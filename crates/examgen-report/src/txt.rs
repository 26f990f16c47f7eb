//! Plain-text exporters.
//!
//! Per-exam sheets, per-exam answer lists, and the consolidated answer-key
//! table in the fixed-width transposed layout (rows = exams, columns =
//! question positions).

use std::path::{Path, PathBuf};

use anyhow::{Context, Result};

use examgen_core::aggregate::AnswerKeyTable;
use examgen_core::model::Exam;

/// Render one exam as a printable sheet.
pub fn render_exam(exam_prefix: &str, exam: &Exam, alphabet: &str) -> String {
    let mut out = format!("--- EXAMEN {} {} ---\n\n", exam_prefix, exam.number);

    for question in &exam.questions {
        out.push_str(&format!("{}. {}\n", question.number, question.text));
        for (letter, option) in alphabet.chars().zip(&question.options) {
            out.push_str(&format!("   {letter}) {option}\n"));
        }
        out.push('\n');
    }

    out
}

/// Render one exam's answer list.
pub fn render_exam_answers(exam_prefix: &str, exam: &Exam) -> String {
    let mut out = format!("--- RESPUESTAS EXAMEN {} {} ---\n\n", exam_prefix, exam.number);
    for (number, letter) in &exam.answer_key {
        out.push_str(&format!("{number}. {letter})\n"));
    }
    out
}

/// Render the consolidated answer-key table with its info footer.
pub fn render_answer_key(table: &AnswerKeyTable, exam_prefix: &str, duration: &str) -> String {
    let mut out = format!("RESPUESTAS DE EXÁMENES - {exam_prefix}\n");
    out.push_str(&"=".repeat(50));
    out.push_str("\n\n");

    let mut header = format!("{:<12}", "Examen");
    for i in 1..=table.columns {
        header.push_str(&format!("{:<4}", format!("P{i}")));
    }
    let width = header.chars().count();
    out.push_str(&header);
    out.push('\n');
    out.push_str(&"-".repeat(width));
    out.push('\n');

    for row in &table.rows {
        out.push_str(&format!("{:<12}", format!("Examen {}", row.exam_number)));
        for answer in &row.answers {
            let cell = answer.map_or("-".to_string(), |letter| letter.to_string());
            out.push_str(&format!("{cell:<4}"));
        }
        out.push('\n');
    }

    out.push('\n');
    out.push_str(&"=".repeat(50));
    out.push_str("\nINFORMACIÓN DEL EXAMEN\n");
    out.push_str(&"=".repeat(50));
    out.push('\n');
    out.push_str(&format!("Nombre del examen: {exam_prefix}\n"));
    out.push_str(&format!(
        "Fecha de generación: {}\n",
        chrono::Local::now().format("%d/%m/%Y %H:%M")
    ));
    out.push_str(&format!("Número de exámenes: {}\n", table.rows.len()));
    out.push_str(&format!("Preguntas por examen: {}\n", table.columns));
    out.push_str(&format!("Tiempo estimado: {duration}\n"));

    out
}

/// Write one exam sheet into `output_dir`, returning the file path.
pub fn write_exam_txt(exam_prefix: &str, exam: &Exam, alphabet: &str, output_dir: &Path) -> Result<PathBuf> {
    let path = output_dir.join(format!("examen_{}_{}.txt", exam_prefix, exam.number));
    std::fs::write(&path, render_exam(exam_prefix, exam, alphabet))
        .with_context(|| format!("failed to write exam to {}", path.display()))?;
    Ok(path)
}

/// Write one exam's answer list into `output_dir`, returning the file path.
pub fn write_exam_answers_txt(exam_prefix: &str, exam: &Exam, output_dir: &Path) -> Result<PathBuf> {
    let path = output_dir.join(format!("respuestas_examen_{}_{}.txt", exam_prefix, exam.number));
    std::fs::write(&path, render_exam_answers(exam_prefix, exam))
        .with_context(|| format!("failed to write answers to {}", path.display()))?;
    Ok(path)
}

/// Write the consolidated answer key into `output_dir`, returning the file path.
pub fn write_answer_key_txt(
    table: &AnswerKeyTable,
    exam_prefix: &str,
    duration: &str,
    output_dir: &Path,
) -> Result<PathBuf> {
    let path = output_dir.join(format!("respuestas_{exam_prefix}_completas.txt"));
    std::fs::write(&path, render_answer_key(table, exam_prefix, duration))
        .with_context(|| format!("failed to write answer key to {}", path.display()))?;
    Ok(path)
}
//! Read-only queries against a git checkout, answered by the system `git`.
//!
//! Lookups that can legitimately come back empty (describing HEAD, finding a
//! previous tag) return `Option` so callers never branch on error strings.

use crate::errors::{Result, TagcutError};
use crate::process::format_command_display;
use crate::types::{ReleasePoint, TagKind};
use chrono::DateTime;
use std::path::{Path, PathBuf};
use std::process::{Command, Stdio};
use tracing::debug;

const RECORD_SEPARATOR: char = '\u{1e}';
const FIELD_SEPARATOR: char = '\u{1f}';

/// A commit as reported by `git log`, before changelog filtering.
#[derive(Debug, Clone, PartialEq, Eq)]
pub struct RawCommit {
    pub short_sha: String,
    pub parent_count: usize,
    pub message: String,
}

impl RawCommit {
    /// First line of the commit message.
    pub fn summary(&self) -> &str {
        self.message.lines().next().unwrap_or("")
    }
}

/// A git working tree.
#[derive(Debug, Clone)]
pub struct Checkout {
    root: PathBuf,
}

impl Checkout {
    /// Open the checkout containing `path`.
    pub fn open(path: &Path) -> Result<Self> {
        let output = Command::new("git")
            .arg("-C")
            .arg(path)
            .args(["rev-parse", "--show-toplevel"])
            .output()
            .map_err(|e| crate::process::spawn_error(e, "git"))?;

        if !output.status.success() {
            return Err(TagcutError::Git(format!(
                "{} is not a git repository: {}",
                path.display(),
                String::from_utf8_lossy(&output.stderr).trim()
            )));
        }

        let root = String::from_utf8_lossy(&output.stdout).trim().to_string();
        Ok(Self {
            root: PathBuf::from(root),
        })
    }

    /// Top-level directory of the working tree.
    pub fn root(&self) -> &Path {
        &self.root
    }

    /// True when tracked files differ from HEAD, staged or not.
    pub fn is_dirty(&self) -> Result<bool> {
        let out = self.run(&["status", "--porcelain", "--untracked-files=no"])?;
        Ok(!out.trim().is_empty())
    }

    /// Files that are neither tracked nor ignored, relative to the root.
    pub fn untracked_files(&self) -> Result<Vec<String>> {
        let out = self.run(&["ls-files", "--others", "--exclude-standard", "-z"])?;
        Ok(out
            .split('\0')
            .filter(|name| !name.is_empty())
            .map(str::to_string)
            .collect())
    }

    /// Namespaced ref exactly at HEAD (`tags/v1.2.3`, `heads/main`), if any.
    ///
    /// Tags take precedence over branches pointing at the same commit.
    pub fn describe_head(&self) -> Option<String> {
        self.try_run(&["describe", "--all", "--exact-match", "HEAD"])
            .map(|out| out.trim().to_string())
            .filter(|name| !name.is_empty())
    }

    /// Resolve a tag name to the commit it designates and its storage kind.
    pub fn resolve_tag(&self, name: &str) -> Result<ReleasePoint> {
        let refname = format!("refs/tags/{name}");
        let format = "--format=%(objecttype)%00%(objectname)%00%(taggerdate:iso-strict)%00%(contents:subject)";
        let out = self.run(&["for-each-ref", format, &refname])?;
        let line = out.lines().next().ok_or_else(|| {
            TagcutError::Git(format!("tag {name} does not exist"))
        })?;

        let mut fields = line.split('\0');
        let object_type = fields.next().unwrap_or_default();
        let object = fields.next().unwrap_or_default().to_string();
        let date = fields
            .next()
            .filter(|raw| !raw.is_empty())
            .and_then(|raw| DateTime::parse_from_rfc3339(raw).ok());
        let message = fields.next().unwrap_or_default().to_string();

        let commit = self
            .run(&["rev-parse", "--verify", &format!("{refname}^{{commit}}")])?
            .trim()
            .to_string();

        let kind = if object_type == "tag" {
            TagKind::Annotated {
                object,
                message,
                date,
            }
        } else {
            TagKind::Lightweight
        };

        Ok(ReleasePoint {
            tag: name.to_string(),
            commit,
            kind,
        })
    }

    /// Nearest annotated tag reachable from the first parent of `commit`, if any.
    ///
    /// Lightweight tags are skipped so scratch markers never bound a changelog.
    pub fn nearest_tag_before(&self, commit: &str) -> Option<String> {
        self.try_run(&["describe", "--abbrev=0", &format!("{commit}^")])
            .map(|out| out.trim().to_string())
            .filter(|name| !name.is_empty())
    }

    /// Identifier of the empty tree in this repository's hash format.
    pub fn empty_tree(&self) -> Result<String> {
        let mut cmd = self.git();
        cmd.args(["hash-object", "-t", "tree", "--stdin"])
            .stdin(Stdio::null());
        let out = self.capture(cmd)?;
        Ok(out.trim().to_string())
    }

    /// Commits in `range`, in git's native newest-first order.
    pub fn commits(&self, range: &str) -> Result<Vec<RawCommit>> {
        let format = format!("--format={RECORD_SEPARATOR}%h{FIELD_SEPARATOR}%p{FIELD_SEPARATOR}%B");
        let out = self.run(&["log", "--no-color", &format, range, "--"])?;
        Ok(parse_log(&out))
    }

    fn git(&self) -> Command {
        let mut cmd = Command::new("git");
        cmd.arg("-C").arg(&self.root);
        cmd.arg("-c").arg("core.quotePath=false");
        cmd
    }

    fn run(&self, args: &[&str]) -> Result<String> {
        let mut cmd = self.git();
        cmd.args(args);
        self.capture(cmd)
    }

    fn try_run(&self, args: &[&str]) -> Option<String> {
        match self.run(args) {
            Ok(out) => Some(out),
            Err(e) => {
                debug!(error = %e, "git query returned nothing");
                None
            }
        }
    }

    fn capture(&self, mut cmd: Command) -> Result<String> {
        let shown = format_command_display(&cmd);
        debug!(command = %shown, "running git");

        let output = cmd
            .output()
            .map_err(|e| crate::process::spawn_error(e, "git"))?;

        if !output.status.success() {
            return Err(TagcutError::Git(format!(
                "`{}` failed with {}: {}",
                shown,
                output.status,
                String::from_utf8_lossy(&output.stderr).trim()
            )));
        }

        Ok(String::from_utf8_lossy(&output.stdout).into_owned())
    }
}

fn parse_log(out: &str) -> Vec<RawCommit> {
    out.split(RECORD_SEPARATOR)
        .filter(|record| !record.trim().is_empty())
        .filter_map(|record| {
            let mut fields = record.splitn(3, FIELD_SEPARATOR);
            let short_sha = fields.next()?.trim().to_string();
            let parent_count = fields.next()?.split_whitespace().count();
            let message = fields.next().unwrap_or_default().trim_start().to_string();
            Some(RawCommit {
                short_sha,
                parent_count,
                message,
            })
        })
        .collect()
}

#[cfg(test)]
pub(crate) mod test_support {
    use std::path::Path;
    use std::process::Command;

    /// Run git in `dir` with a fixed identity, panicking on failure.
    pub fn git(dir: &Path, args: &[&str]) -> String {
        let output = Command::new("git")
            .args(args)
            .current_dir(dir)
            .env("GIT_AUTHOR_NAME", "Test Author")
            .env("GIT_AUTHOR_EMAIL", "author@example.com")
            .env("GIT_COMMITTER_NAME", "Test Author")
            .env("GIT_COMMITTER_EMAIL", "author@example.com")
            .env("GIT_CONFIG_NOSYSTEM", "1")
            .output()
            .expect("git should be installed");
        assert!(
            output.status.success(),
            "git {:?} failed: {}",
            args,
            String::from_utf8_lossy(&output.stderr)
        );
        String::from_utf8_lossy(&output.stdout).trim().to_string()
    }

    pub fn init_repo(dir: &Path) {
        git(dir, &["init", "-q"]);
        git(dir, &["config", "commit.gpgsign", "false"]);
        git(dir, &["config", "tag.gpgsign", "false"]);
    }

    /// Commit a change to `file` with `message`, returning the full sha.
    pub fn commit(dir: &Path, file: &str, message: &str) -> String {
        let path = dir.join(file);
        let previous = std::fs::read_to_string(&path).unwrap_or_default();
        std::fs::write(&path, format!("{previous}{message}\n")).unwrap();
        git(dir, &["add", file]);
        git(dir, &["commit", "-q", "-m", message]);
        git(dir, &["rev-parse", "HEAD"])
    }

    pub fn annotated_tag(dir: &Path, name: &str) {
        git(dir, &["tag", "-a", name, "-m", &format!("Release {name}")]);
    }
}

#[cfg(test)]
mod tests {
    use super::test_support::*;
    use super::*;

    #[test]
    fn parse_log_splits_records_and_counts_parents() {
        let out = format!(
            "{r}abc1234{f}def5678{f}Fix bug #42\n\nLonger body\n{r}def5678{f}aaa1111 bbb2222{f}Merge branch 'x'\n{r}aaa1111{f}{f}Initial commit\n",
            r = RECORD_SEPARATOR,
            f = FIELD_SEPARATOR
        );
        let commits = parse_log(&out);
        assert_eq!(commits.len(), 3);
        assert_eq!(commits[0].short_sha, "abc1234");
        assert_eq!(commits[0].parent_count, 1);
        assert_eq!(commits[0].summary(), "Fix bug #42");
        assert_eq!(commits[1].parent_count, 2);
        assert_eq!(commits[2].parent_count, 0);
        assert_eq!(commits[2].summary(), "Initial commit");
    }

    #[test]
    fn open_rejects_non_repository() {
        let temp = tempfile::tempdir().unwrap();
        let err = Checkout::open(temp.path()).unwrap_err();
        assert!(matches!(err, TagcutError::Git(_)));
    }

    #[test]
    fn reports_dirty_and_untracked_state() {
        let temp = tempfile::tempdir().unwrap();
        let dir = temp.path();
        init_repo(dir);
        commit(dir, "README", "Initial commit");

        let checkout = Checkout::open(dir).unwrap();
        assert!(!checkout.is_dirty().unwrap());
        assert!(checkout.untracked_files().unwrap().is_empty());

        std::fs::write(dir.join("notes.txt"), "scratch").unwrap();
        assert!(!checkout.is_dirty().unwrap());
        assert_eq!(checkout.untracked_files().unwrap(), vec!["notes.txt"]);

        std::fs::write(dir.join("README"), "changed").unwrap();
        assert!(checkout.is_dirty().unwrap());
    }

    #[test]
    fn describe_head_prefers_tags_over_branches() {
        let temp = tempfile::tempdir().unwrap();
        let dir = temp.path();
        init_repo(dir);
        commit(dir, "README", "Initial commit");

        let checkout = Checkout::open(dir).unwrap();
        let before = checkout.describe_head().unwrap();
        assert!(before.starts_with("heads/"), "got {before}");

        annotated_tag(dir, "v1.0.0");
        assert_eq!(checkout.describe_head().as_deref(), Some("tags/v1.0.0"));
    }

    #[test]
    fn resolve_tag_distinguishes_annotated_and_lightweight() {
        let temp = tempfile::tempdir().unwrap();
        let dir = temp.path();
        init_repo(dir);
        let sha = commit(dir, "README", "Initial commit");
        annotated_tag(dir, "v1.0.0");
        git(dir, &["tag", "light"]);

        let checkout = Checkout::open(dir).unwrap();
        let annotated = checkout.resolve_tag("v1.0.0").unwrap();
        assert_eq!(annotated.commit, sha);
        assert!(annotated.is_annotated());
        assert_eq!(annotated.message(), Some("Release v1.0.0"));
        match &annotated.kind {
            TagKind::Annotated { object, date, .. } => {
                assert_ne!(object, &sha);
                assert!(date.is_some());
            }
            TagKind::Lightweight => panic!("expected annotated tag"),
        }

        let light = checkout.resolve_tag("light").unwrap();
        assert_eq!(light.commit, sha);
        assert_eq!(light.kind, TagKind::Lightweight);

        assert!(checkout.resolve_tag("missing").is_err());
    }

    #[test]
    fn failed_git_call_reports_the_command() {
        let temp = tempfile::tempdir().unwrap();
        let dir = temp.path();
        init_repo(dir);
        commit(dir, "README", "Initial commit");

        let checkout = Checkout::open(dir).unwrap();
        let err = checkout.commits("no-such-ref..HEAD").unwrap_err();
        match err {
            TagcutError::Git(msg) => {
                assert!(msg.contains("log"), "got {msg}");
                assert!(msg.contains("no-such-ref..HEAD"), "got {msg}");
            }
            other => panic!("unexpected error: {other:?}"),
        }
    }

    #[test]
    fn nearest_tag_before_skips_lightweight_tags() {
        let temp = tempfile::tempdir().unwrap();
        let dir = temp.path();
        init_repo(dir);
        commit(dir, "README", "Initial commit");
        annotated_tag(dir, "v1.0.0");
        commit(dir, "README", "Scratch");
        git(dir, &["tag", "wip"]);
        let head = commit(dir, "README", "Next");

        let checkout = Checkout::open(dir).unwrap();
        assert_eq!(checkout.nearest_tag_before(&head).as_deref(), Some("v1.0.0"));
    }

    #[test]
    fn nearest_tag_before_is_none_without_history() {
        let temp = tempfile::tempdir().unwrap();
        let dir = temp.path();
        init_repo(dir);
        let first = commit(dir, "README", "Initial commit");
        annotated_tag(dir, "v1.0.0");

        let checkout = Checkout::open(dir).unwrap();
        assert_eq!(checkout.nearest_tag_before(&first), None);

        let second = commit(dir, "README", "Second");
        assert_eq!(
            checkout.nearest_tag_before(&second).as_deref(),
            Some("v1.0.0")
        );
    }

    #[test]
    fn empty_tree_matches_well_known_identifier() {
        let temp = tempfile::tempdir().unwrap();
        let dir = temp.path();
        init_repo(dir);

        let checkout = Checkout::open(dir).unwrap();
        assert_eq!(
            checkout.empty_tree().unwrap(),
            "4b825dc642cb6eb9a060e54bf8d69288fbee4904"
        );
    }
}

--

When the word "RawCommit" shows up in a line of the entries, pull that line out.

Exercise response ->
pub struct RawCommit {
impl RawCommit {
    pub fn commits(&self, range: &str) -> Result<Vec<RawCommit>> {
fn parse_log(out: &str) -> Vec<RawCommit> {
            Some(RawCommit {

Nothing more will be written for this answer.